_PROBLEM REQUIREMENTS_:
Lines before the one containing "pub const RESERVED_MASK: u16 = 0x0fc0;" are to be left out; that line and all after it, through the end of the material below, are to be written out exactly.

─── INFORMATION PROVIDED ───

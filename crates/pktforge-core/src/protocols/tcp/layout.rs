use std::ops::Range;

pub const SRC_PORT_RANGE: Range<usize> = 0..2;
pub const DST_PORT_RANGE: Range<usize> = 2..4;
pub const SEQUENCE_NUMBER_RANGE: Range<usize> = 4..8;
pub const ACKNOWLEDGMENT_NUMBER_RANGE: Range<usize> = 8..12;
pub const DATA_OFFSET_AND_FLAGS_RANGE: Range<usize> = 12..14;
pub const WINDOW_RANGE: Range<usize> = 14..16;
pub const CHECKSUM_RANGE: Range<usize> = 16..18;
pub const URGENT_POINTER_RANGE: Range<usize> = 18..20;
pub const OPTIONS_OFFSET: usize = 20;

pub const MIN_HEADER_LEN: usize = 20;
pub const ALIGNMENT: usize = 4;

pub const DATA_OFFSET_MASK: u16 = 0xf000;
pub const DATA_OFFSET_SHIFT: u32 = 12;
pub const RESERVED_MASK: u16 = 0x0fc0;
pub const RESERVED_SHIFT: u32 = 6;
pub const URG_MASK: u16 = 0x0020;
pub const ACK_MASK: u16 = 0x0010;
pub const PSH_MASK: u16 = 0x0008;
pub const RST_MASK: u16 = 0x0004;
pub const SYN_MASK: u16 = 0x0002;
pub const FIN_MASK: u16 = 0x0001;

pub const DATA_OFFSET_BITS: u32 = 4;
pub const RESERVED_BITS: u32 = 6;

pub const OPTION_KIND_OFFSET: usize = 0;
pub const OPTION_LENGTH_OFFSET: usize = 1;
pub const OPTION_MIN_LEN: usize = 2;
pub const OPTION_LENGTH_BITS: u32 = 8;
pub const MSS_OPTION_LEN: usize = 4;
pub const WINDOW_SCALE_OPTION_LEN: usize = 3;
pub const SACK_PERMITTED_OPTION_LEN: usize = 2;
pub const SACK_BLOCK_LEN: usize = 8;
pub const TIMESTAMPS_OPTION_LEN: usize = 10;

───

_RESULT_:
pub const RESERVED_MASK: u16 = 0x0fc0;
pub const RESERVED_SHIFT: u32 = 6;
pub const URG_MASK: u16 = 0x0020;
pub const ACK_MASK: u16 = 0x0010;
pub const PSH_MASK: u16 = 0x0008;
pub const RST_MASK: u16 = 0x0004;
pub const SYN_MASK: u16 = 0x0002;
pub const FIN_MASK: u16 = 0x0001;

pub const DATA_OFFSET_BITS: u32 = 4;
pub const RESERVED_BITS: u32 = 6;

pub const OPTION_KIND_OFFSET: usize = 0;
pub const OPTION_LENGTH_OFFSET: usize = 1;
pub const OPTION_MIN_LEN: usize = 2;
pub const OPTION_LENGTH_BITS: u32 = 8;
pub const MSS_OPTION_LEN: usize = 4;
pub const WINDOW_SCALE_OPTION_LEN: usize = 3;
pub const SACK_PERMITTED_OPTION_LEN: usize = 2;
pub const SACK_BLOCK_LEN: usize = 8;
pub const TIMESTAMPS_OPTION_LEN: usize = 10;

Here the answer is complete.